Ensuite, il y a la réaction des 37 autres témoins quand Pierre se met à parler, bien trop unanime, trop monolytique. Que la plupart lui en veuille, parfois jusqu’à la haine, d’avoir brisé la loi du silence, je trouve ça même logique. Mais qu’il n’y ait pas des réactions plus nuancées et même des soutiens nuit à l’intérêt du propos. Le personnage apparaît que comme une sorte de héros solitaire, le seul à ne pas accepter sa propre lâcheté, le seul à ne pas réussir à assumer sereinement sa culpabilité. Sa parole devrait, à mon sens, libérer d’autres personnes. Le seul contre tous, net parti pris de 38 Témoins, constitue pour moi une erreur.

Je suis désolé de raconter quelque peu le film, mais je voulais exprimer clairement pourquoi je n’ai pas été convaincu par la démonstration de Lucas Belvaux. Je suis resté froid face à cette réflexion sur un vrai sujet, qui à mon sens, méritait un peu plus de subtilité. Si d’un point de vue collectif, je le trouve mal traité, par contre, d’un point de vue individuel, c’est nettement plus réussi. Le parcours intellectuel de Pierre et l’impact sur son couple constituent le cœur du film et cela permet à 38 Témoins de ne pas être tout à fait un échec. Mais il aurait été totalement réussi s’il s’était limité à cette dimension là.

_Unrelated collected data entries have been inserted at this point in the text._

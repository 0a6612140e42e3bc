// author: kodeholic (powered by Claude)
//
// HTTP REST API
//
// 매칭 (x-user-id 헤더 = 인증 계층이 검증한 유저)
//   POST   /match/request        → 매칭 요청 접수
//   GET    /match/status         → 현재 상태 + 남은 시간 + 대기 순번
//   DELETE /match/cancel         → 대기/판단 중 요청 취소
//   POST   /match/heartbeat      → lastSeen 갱신
//
// 세션 (협업 트랜스포트 바인딩)
//   GET  /session/by-user/{user_id}
//   GET  /session/by-match/{matching_id}
//   POST /session/{session_id}/ready | leave | end
//
// Admin / Trace 는 admin.rs, trace.rs 참조

pub mod admin;
pub mod dto;
pub mod matching;
pub mod session;
pub mod state;
pub mod trace;

pub use admin::*;
pub use matching::*;
pub use session::*;
pub use state::HttpState;
pub use trace::trace_stream;

use axum::{
    http::{HeaderMap, StatusCode},
    response::{IntoResponse, Response},
    Json,
};
use tracing::warn;

use crate::error::MatchError;

/// 인증 계층이 붙여주는 검증된 유저 id 헤더
pub const USER_ID_HEADER: &str = "x-user-id";

/// 요청자 user_id 추출. 없거나 비어 있으면 NotAuthenticated
pub fn caller_id(headers: &HeaderMap) -> Result<String, MatchError> {
    headers.get(USER_ID_HEADER)
        .and_then(|v| v.to_str().ok())
        .map(str::trim)
        .filter(|v| !v.is_empty())
        .map(str::to_string)
        .ok_or(MatchError::NotAuthenticated)
}

/// MatchError → HTTP 상태 코드 (한 곳에서만 매핑)
pub fn status_code(err: &MatchError) -> StatusCode {
    match err {
        MatchError::NotAuthenticated           => StatusCode::UNAUTHORIZED,
        MatchError::InvalidRequest(_)
        | MatchError::InvalidPayload(_)
        | MatchError::InvalidOpcode(_)
        | MatchError::AlreadyPending(_)
        | MatchError::NotCancellable { .. }
        | MatchError::SessionEnded(_)          => StatusCode::BAD_REQUEST,
        MatchError::NotParticipant { .. }      => StatusCode::FORBIDDEN,
        MatchError::NotFound(_)
        | MatchError::SessionNotFound(_)       => StatusCode::NOT_FOUND,
        MatchError::AlreadyExists(_)           => StatusCode::CONFLICT,
        MatchError::Store(_)
        | MatchError::StoreTimeout(_)          => StatusCode::SERVICE_UNAVAILABLE,
        MatchError::Codec(_)
        | MatchError::Catalog(_)
        | MatchError::InternalError(_)         => StatusCode::INTERNAL_SERVER_ERROR,
    }
}

pub fn error_response(err: MatchError) -> Response {
    let code = status_code(&err);
    if code.is_server_error() {
        warn!("[api] {} → {}", err, code);
    }
    (code, Json(serde_json::json!({ "error": err.to_string() }))).into_response()
}
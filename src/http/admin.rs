// author: kodeholic (powered by Claude)
// Admin REST API 핸들러
//
// 조회
//   GET /admin/status                  → 서버 상태 요약
//   GET /admin/users                   → StatusEntry 전체 목록
//   GET /admin/users/{user_id}         → StatusEntry 상세 (lease / 순번 / 세션)
//   GET /admin/pool                    → 버킷별 크기 + FCFS 목록
//   GET /admin/sessions                → 세션 전체 목록
//   GET /admin/sessions/{session_id}   → 세션 상세
//
// 조작
//   POST /admin/clear/{user_id}        → 매칭 상태 강제 정리

use axum::{
    extract::{Path, State},
    response::{IntoResponse, Response},
    Json,
};
use std::collections::BTreeMap;

use crate::core::{Session, StatusEntry};
use crate::error::{MatchError, MatchResult};
use crate::utils::current_timestamp;

use super::dto::*;
use super::error_response;
use super::state::HttpState;

// ----------------------------------------------------------------------------
// [유틸]
// ----------------------------------------------------------------------------

async fn lease_secs(state: &HttpState, user_id: &str) -> MatchResult<Option<u64>> {
    Ok(state.registry.get_lease_remaining(user_id).await?.map(|d| d.as_secs()))
}

fn session_summary(s: &Session) -> AdminSessionSummary {
    AdminSessionSummary {
        id:           s.id.clone(),
        matching_id:  s.matching_id.clone(),
        question_id:  s.question_id.clone(),
        difficulty:   s.difficulty.to_string(),
        topic:        s.topic.clone(),
        participants: s.participants.iter()
            .map(|p| format!("{}:{}", p.user_id, p.state.as_str()))
            .collect(),
        all_ready:          s.all_ready(),
        created_at:         s.created_at,
        termination_reason: s.termination_reason.map(|r| r.as_str().to_string()),
    }
}

async fn user_summary(state: &HttpState, e: StatusEntry, now: u64) -> MatchResult<AdminUserSummary> {
    Ok(AdminUserSummary {
        lease_secs:     lease_secs(state, &e.user_id).await?,
        queue_position: state.pool.queue_position(&e.user_id).await?,
        idle_secs:      now.saturating_sub(e.last_seen) / 1000,
        status:         e.status.to_string(),
        difficulty:     e.difficulty.to_string(),
        session_key:    e.session_key,
        topics:         e.topics,
        user_id:        e.user_id,
    })
}

// ----------------------------------------------------------------------------
// [핸들러]
// ----------------------------------------------------------------------------

/// GET /admin/status
pub async fn admin_status(State(state): State<HttpState>) -> Response {
    let result: MatchResult<ServerStatus> = async {
        let users = state.registry.all_users().await?;
        let mut by_status = BTreeMap::new();
        for e in &users {
            *by_status.entry(e.status.to_string()).or_insert(0) += 1;
        }
        Ok(ServerStatus {
            uptime_secs:     current_timestamp().saturating_sub(state.start_time_ms) / 1000,
            user_count:      users.len(),
            by_status,
            entry_queue_len: state.queue.len().await?,
            fcfs_len:        state.pool.fcfs_len().await?,
            session_count:   state.sessions.hub().count(),
            active_sessions: state.sessions.hub().count_active(),
            ws_connections:  state.user_hub.count(),
            sweeper_running: state.sweeper.is_running(),
        })
    }.await;

    match result {
        Ok(s)  => Json(s).into_response(),
        Err(e) => error_response(e),
    }
}

/// GET /admin/users
pub async fn admin_list_users(State(state): State<HttpState>) -> Response {
    let result: MatchResult<Vec<AdminUserSummary>> = async {
        let now = current_timestamp();
        let mut list = Vec::new();
        for e in state.registry.all_users().await? {
            list.push(user_summary(&state, e, now).await?);
        }
        Ok(list)
    }.await;

    match result {
        Ok(list) => Json(list).into_response(),
        Err(e)   => error_response(e),
    }
}

/// GET /admin/users/{user_id}
pub async fn admin_get_user(
    State(state): State<HttpState>,
    Path(user_id): Path<String>,
) -> Response {
    let result: MatchResult<AdminUserDetail> = async {
        let entry = state.registry.get_user_data(&user_id).await?
            .ok_or_else(|| MatchError::NotFound(user_id.clone()))?;
        Ok(AdminUserDetail {
            idle_secs:      current_timestamp().saturating_sub(entry.last_seen) / 1000,
            lease_secs:     lease_secs(&state, &user_id).await?,
            queue_position: state.pool.queue_position(&user_id).await?,
            connected:      state.user_hub.is_connected(&user_id),
            session_id:     state.sessions.by_user(&user_id).map(|s| s.id),
            entry,
        })
    }.await;

    match result {
        Ok(d)  => Json(d).into_response(),
        Err(e) => error_response(e),
    }
}

/// GET /admin/pool
pub async fn admin_pool(State(state): State<HttpState>) -> Response {
    let result: MatchResult<AdminPool> = async {
        let buckets = state.pool.bucket_sizes().await?;
        let fcfs = state.pool.fcfs_entries().await?
            .into_iter()
            .enumerate()
            .map(|(i, e)| AdminFcfsEntry { position: i + 1, user_id: e.user_id, session_key: e.session_key })
            .collect();
        Ok(AdminPool { buckets, fcfs })
    }.await;

    match result {
        Ok(p)  => Json(p).into_response(),
        Err(e) => error_response(e),
    }
}

/// GET /admin/sessions
pub async fn admin_list_sessions(State(state): State<HttpState>) -> impl IntoResponse {
    let list: Vec<AdminSessionSummary> = state.sessions.hub().all().iter().map(session_summary).collect();
    Json(list)
}

/// GET /admin/sessions/{session_id}
pub async fn admin_get_session(
    State(state): State<HttpState>,
    Path(session_id): Path<String>,
) -> Response {
    match state.sessions.hub().get(&session_id) {
        Some(s) => Json(s).into_response(),
        None    => error_response(MatchError::SessionNotFound(session_id)),
    }
}

/// POST /admin/clear/{user_id}
pub async fn admin_clear_user(
    State(state): State<HttpState>,
    Path(user_id): Path<String>,
) -> Response {
    match state.matching.force_clear(&user_id).await {
        Ok(entry) => Json(serde_json::json!({
            "cleared":     user_id,
            "was":         entry.status,
            "session_key": entry.session_key,
        })).into_response(),
        Err(e) => error_response(e),
    }
}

38temoins38 Témoins reste tout de même l’œuvre d’un réalisateur brillant. Tout le talent de Lucas Belvaux se ressent pleinement dans un dernier quart d’heure vraiment poignant. On oublie alors toutes les incohérences ou les faiblesses pour se laisser porter par l’émotion. Notre cœur se sert et on ressent enfin à quel point la culpabilité peut être un étau oppressant et insupportable quand on doit y faire face. On pourra simplement regretter que tout le film ne soit pas à l’image de cette magnifique séquence.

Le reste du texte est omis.